From the line with "pub const EXTENSION_SERVICE_KEY: &str" through the line with "installation, passed in", repeat the entries verbatim, both end lines included, and add nothing.

-------

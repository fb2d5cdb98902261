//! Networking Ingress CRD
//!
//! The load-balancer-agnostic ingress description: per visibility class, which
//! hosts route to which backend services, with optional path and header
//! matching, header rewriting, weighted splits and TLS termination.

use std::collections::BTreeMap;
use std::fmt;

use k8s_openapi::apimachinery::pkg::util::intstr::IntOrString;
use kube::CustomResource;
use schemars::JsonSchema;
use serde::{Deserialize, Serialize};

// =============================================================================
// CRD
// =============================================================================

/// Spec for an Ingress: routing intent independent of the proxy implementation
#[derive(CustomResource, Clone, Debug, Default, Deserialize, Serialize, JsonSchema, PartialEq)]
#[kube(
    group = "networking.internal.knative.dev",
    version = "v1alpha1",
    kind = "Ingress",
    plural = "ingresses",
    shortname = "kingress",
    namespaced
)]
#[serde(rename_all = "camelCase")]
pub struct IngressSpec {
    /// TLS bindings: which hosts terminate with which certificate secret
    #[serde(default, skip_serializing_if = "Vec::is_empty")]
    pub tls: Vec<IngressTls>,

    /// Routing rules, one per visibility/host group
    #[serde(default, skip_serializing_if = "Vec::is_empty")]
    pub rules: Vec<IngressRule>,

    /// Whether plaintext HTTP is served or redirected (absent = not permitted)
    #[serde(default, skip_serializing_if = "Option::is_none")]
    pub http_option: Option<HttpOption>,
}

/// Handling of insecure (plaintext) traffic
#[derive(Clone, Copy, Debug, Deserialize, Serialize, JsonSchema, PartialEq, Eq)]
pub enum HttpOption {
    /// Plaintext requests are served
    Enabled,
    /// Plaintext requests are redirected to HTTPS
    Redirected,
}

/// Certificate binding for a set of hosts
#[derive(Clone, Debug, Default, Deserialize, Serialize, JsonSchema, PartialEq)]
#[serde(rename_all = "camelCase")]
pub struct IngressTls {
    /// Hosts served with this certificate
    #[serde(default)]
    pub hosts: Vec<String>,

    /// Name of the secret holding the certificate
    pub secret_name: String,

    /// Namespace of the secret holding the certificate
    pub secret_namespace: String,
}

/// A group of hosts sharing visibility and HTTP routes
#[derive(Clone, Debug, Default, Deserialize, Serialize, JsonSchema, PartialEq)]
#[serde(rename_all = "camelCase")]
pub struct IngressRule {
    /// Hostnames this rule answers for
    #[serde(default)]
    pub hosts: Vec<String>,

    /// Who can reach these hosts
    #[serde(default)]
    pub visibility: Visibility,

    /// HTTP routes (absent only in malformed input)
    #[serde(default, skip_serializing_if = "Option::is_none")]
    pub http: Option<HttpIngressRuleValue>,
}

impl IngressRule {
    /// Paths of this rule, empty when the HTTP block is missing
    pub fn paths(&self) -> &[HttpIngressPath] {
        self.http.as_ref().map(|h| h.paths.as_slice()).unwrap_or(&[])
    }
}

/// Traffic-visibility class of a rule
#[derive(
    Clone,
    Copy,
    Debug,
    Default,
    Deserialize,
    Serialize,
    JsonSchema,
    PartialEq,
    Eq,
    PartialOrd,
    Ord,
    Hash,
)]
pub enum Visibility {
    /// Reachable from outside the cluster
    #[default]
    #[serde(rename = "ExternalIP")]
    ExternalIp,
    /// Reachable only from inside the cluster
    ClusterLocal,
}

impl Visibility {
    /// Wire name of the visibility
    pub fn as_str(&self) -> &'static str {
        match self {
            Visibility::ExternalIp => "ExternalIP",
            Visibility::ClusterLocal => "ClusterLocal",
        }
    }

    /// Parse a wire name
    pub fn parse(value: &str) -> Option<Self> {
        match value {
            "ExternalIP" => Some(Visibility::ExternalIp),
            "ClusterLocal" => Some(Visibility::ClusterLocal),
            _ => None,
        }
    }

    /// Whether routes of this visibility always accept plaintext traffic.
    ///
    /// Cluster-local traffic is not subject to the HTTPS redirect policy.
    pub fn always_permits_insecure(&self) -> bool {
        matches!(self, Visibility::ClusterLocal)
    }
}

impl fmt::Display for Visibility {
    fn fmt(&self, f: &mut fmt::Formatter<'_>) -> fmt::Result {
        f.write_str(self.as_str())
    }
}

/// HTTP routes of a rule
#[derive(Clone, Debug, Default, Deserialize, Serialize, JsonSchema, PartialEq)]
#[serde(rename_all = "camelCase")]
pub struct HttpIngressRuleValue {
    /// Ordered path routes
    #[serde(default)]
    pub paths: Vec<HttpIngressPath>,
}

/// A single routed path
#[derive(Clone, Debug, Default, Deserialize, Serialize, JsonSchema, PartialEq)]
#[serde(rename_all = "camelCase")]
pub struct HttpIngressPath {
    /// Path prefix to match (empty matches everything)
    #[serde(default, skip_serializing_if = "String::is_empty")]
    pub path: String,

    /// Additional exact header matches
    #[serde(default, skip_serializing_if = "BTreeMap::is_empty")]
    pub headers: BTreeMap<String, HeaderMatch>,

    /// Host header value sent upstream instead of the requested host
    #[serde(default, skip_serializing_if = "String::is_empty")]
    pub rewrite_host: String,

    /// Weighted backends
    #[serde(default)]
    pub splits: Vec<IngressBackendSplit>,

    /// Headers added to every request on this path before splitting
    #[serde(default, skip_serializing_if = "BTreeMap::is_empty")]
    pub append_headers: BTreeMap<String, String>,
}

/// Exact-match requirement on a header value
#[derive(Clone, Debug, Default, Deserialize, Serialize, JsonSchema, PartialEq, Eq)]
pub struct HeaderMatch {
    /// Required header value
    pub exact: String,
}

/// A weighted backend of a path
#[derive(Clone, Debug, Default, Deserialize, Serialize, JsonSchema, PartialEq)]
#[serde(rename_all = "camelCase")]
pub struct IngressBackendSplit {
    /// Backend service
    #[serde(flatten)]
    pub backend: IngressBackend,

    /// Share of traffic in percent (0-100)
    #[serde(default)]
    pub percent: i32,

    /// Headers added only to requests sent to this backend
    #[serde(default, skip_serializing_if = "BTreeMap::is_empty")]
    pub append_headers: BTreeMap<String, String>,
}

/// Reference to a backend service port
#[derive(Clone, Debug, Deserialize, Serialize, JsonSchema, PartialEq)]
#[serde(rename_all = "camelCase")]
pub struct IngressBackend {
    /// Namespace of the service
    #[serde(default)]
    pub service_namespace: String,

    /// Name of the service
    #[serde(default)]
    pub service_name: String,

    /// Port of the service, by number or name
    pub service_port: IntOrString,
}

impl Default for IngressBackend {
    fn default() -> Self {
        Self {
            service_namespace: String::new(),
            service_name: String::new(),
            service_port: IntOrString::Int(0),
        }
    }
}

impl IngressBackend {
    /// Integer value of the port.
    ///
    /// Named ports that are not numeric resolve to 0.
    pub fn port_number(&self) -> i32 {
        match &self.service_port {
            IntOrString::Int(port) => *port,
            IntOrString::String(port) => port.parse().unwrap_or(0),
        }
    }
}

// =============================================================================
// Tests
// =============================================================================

-------

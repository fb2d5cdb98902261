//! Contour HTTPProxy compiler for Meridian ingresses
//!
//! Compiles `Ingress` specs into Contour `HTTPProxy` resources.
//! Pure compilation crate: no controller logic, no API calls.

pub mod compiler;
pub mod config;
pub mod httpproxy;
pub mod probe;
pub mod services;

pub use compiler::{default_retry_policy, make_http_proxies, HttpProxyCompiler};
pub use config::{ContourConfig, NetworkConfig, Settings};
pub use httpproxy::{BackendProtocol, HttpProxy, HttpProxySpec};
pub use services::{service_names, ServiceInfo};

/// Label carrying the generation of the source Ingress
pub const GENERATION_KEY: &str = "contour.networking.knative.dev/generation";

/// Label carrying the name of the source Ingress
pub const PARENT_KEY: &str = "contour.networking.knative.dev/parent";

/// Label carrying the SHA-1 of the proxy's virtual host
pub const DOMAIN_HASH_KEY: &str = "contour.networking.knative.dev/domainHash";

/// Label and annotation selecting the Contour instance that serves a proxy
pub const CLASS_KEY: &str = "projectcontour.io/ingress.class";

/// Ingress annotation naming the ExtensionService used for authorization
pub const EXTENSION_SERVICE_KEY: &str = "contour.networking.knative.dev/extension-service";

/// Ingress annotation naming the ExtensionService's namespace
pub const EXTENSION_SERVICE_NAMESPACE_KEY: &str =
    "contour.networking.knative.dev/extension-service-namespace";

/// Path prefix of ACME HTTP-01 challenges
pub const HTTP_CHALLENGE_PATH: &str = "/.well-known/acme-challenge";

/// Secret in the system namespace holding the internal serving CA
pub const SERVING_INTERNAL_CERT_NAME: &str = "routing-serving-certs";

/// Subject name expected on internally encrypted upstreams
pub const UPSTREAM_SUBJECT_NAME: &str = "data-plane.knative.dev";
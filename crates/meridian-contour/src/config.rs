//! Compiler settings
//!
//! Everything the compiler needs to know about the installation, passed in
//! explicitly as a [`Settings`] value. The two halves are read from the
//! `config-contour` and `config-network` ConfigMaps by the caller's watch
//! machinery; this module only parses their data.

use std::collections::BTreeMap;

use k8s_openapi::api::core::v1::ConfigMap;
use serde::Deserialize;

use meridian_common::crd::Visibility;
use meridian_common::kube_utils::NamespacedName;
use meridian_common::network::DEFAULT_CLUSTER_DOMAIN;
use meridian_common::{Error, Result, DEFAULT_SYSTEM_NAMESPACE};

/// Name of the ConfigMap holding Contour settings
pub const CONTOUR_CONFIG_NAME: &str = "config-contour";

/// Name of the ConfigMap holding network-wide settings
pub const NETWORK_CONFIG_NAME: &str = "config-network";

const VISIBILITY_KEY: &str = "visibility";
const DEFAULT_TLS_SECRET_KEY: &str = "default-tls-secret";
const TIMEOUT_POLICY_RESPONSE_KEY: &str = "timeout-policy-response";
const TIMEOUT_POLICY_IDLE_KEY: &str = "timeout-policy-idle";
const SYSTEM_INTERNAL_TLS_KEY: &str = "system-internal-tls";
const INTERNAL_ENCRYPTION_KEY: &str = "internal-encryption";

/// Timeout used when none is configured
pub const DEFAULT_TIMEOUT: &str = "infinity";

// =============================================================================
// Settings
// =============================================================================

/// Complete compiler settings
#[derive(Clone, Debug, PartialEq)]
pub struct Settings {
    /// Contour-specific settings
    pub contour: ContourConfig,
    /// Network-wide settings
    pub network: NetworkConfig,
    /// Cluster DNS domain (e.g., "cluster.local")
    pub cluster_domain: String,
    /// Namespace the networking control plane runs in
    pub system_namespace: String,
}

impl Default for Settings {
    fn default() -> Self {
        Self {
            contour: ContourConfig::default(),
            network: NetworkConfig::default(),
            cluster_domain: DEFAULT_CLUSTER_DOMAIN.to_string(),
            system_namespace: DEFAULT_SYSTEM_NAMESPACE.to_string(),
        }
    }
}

-------

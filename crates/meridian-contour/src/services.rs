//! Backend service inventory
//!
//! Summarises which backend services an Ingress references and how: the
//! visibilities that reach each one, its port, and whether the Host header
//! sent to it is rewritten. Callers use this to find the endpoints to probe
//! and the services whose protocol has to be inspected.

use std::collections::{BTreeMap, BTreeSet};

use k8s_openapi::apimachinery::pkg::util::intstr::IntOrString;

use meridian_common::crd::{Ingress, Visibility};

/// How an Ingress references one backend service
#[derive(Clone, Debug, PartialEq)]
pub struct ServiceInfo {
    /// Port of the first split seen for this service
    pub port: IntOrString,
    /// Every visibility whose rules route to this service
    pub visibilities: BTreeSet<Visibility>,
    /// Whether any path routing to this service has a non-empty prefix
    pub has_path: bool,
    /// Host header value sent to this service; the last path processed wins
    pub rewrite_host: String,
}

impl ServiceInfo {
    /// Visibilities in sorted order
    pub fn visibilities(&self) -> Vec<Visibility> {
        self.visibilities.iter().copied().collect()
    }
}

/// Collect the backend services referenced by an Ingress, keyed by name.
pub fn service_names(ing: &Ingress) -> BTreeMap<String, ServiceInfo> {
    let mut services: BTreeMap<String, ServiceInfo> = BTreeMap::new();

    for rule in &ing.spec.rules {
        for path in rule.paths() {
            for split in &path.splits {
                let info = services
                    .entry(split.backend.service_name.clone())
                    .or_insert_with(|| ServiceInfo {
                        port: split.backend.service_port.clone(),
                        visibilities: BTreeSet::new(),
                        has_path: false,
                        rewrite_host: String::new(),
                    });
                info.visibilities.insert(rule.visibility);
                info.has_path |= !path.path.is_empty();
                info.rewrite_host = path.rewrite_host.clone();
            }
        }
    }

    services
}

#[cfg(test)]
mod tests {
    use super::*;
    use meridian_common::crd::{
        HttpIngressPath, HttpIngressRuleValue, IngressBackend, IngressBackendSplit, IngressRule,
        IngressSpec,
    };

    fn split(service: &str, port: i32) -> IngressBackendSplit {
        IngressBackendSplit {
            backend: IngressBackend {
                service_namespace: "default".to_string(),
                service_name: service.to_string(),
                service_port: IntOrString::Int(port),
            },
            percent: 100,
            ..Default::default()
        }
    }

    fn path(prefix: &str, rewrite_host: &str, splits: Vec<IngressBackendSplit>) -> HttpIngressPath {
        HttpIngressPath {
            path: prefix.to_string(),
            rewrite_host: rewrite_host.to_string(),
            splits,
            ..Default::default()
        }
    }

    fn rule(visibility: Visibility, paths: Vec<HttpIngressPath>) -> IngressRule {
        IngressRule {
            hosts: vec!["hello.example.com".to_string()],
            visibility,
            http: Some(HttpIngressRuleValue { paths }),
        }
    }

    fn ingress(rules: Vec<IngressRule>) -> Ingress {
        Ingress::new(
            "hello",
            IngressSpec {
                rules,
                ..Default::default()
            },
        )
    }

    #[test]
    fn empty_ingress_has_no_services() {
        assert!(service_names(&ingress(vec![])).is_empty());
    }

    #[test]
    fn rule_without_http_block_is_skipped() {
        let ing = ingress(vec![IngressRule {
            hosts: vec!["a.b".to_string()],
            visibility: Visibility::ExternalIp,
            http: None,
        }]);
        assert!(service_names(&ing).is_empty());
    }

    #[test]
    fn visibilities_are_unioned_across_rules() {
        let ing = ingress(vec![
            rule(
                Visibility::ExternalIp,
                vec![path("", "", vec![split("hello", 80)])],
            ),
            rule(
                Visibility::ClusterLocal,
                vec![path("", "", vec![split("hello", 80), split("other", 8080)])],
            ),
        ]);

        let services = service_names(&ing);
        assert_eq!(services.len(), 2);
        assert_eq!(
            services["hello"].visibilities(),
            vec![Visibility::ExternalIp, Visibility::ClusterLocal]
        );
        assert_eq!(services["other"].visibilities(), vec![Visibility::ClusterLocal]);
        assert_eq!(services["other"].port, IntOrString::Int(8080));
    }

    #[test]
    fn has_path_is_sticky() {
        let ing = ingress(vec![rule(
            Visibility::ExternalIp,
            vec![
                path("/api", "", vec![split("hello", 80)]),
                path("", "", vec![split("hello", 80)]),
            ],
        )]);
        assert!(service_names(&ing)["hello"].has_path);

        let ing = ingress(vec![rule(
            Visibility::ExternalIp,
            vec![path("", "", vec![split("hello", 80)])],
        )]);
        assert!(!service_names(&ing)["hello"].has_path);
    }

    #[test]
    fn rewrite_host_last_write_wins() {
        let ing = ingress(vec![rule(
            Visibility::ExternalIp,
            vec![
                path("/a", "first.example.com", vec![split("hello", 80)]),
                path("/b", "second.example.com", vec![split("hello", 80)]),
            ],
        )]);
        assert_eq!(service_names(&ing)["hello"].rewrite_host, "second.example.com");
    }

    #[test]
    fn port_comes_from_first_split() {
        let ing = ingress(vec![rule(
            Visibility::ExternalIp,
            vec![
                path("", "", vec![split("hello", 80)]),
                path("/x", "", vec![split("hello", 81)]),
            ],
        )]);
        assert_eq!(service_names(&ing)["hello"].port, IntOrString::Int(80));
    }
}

-------

Result of the task -
pub const EXTENSION_SERVICE_KEY: &str = "contour.networking.knative.dev/extension-service";

/// Ingress annotation naming the ExtensionService's namespace
pub const EXTENSION_SERVICE_NAMESPACE_KEY: &str =
    "contour.networking.knative.dev/extension-service-namespace";

/// Path prefix of ACME HTTP-01 challenges
pub const HTTP_CHALLENGE_PATH: &str = "/.well-known/acme-challenge";

/// Secret in the system namespace holding the internal serving CA
pub const SERVING_INTERNAL_CERT_NAME: &str = "routing-serving-certs";

/// Subject name expected on internally encrypted upstreams
pub const UPSTREAM_SUBJECT_NAME: &str = "data-plane.knative.dev";
filename crates/meridian-contour/src/config.rs
//! Compiler settings
//!
//! Everything the compiler needs to know about the installation, passed in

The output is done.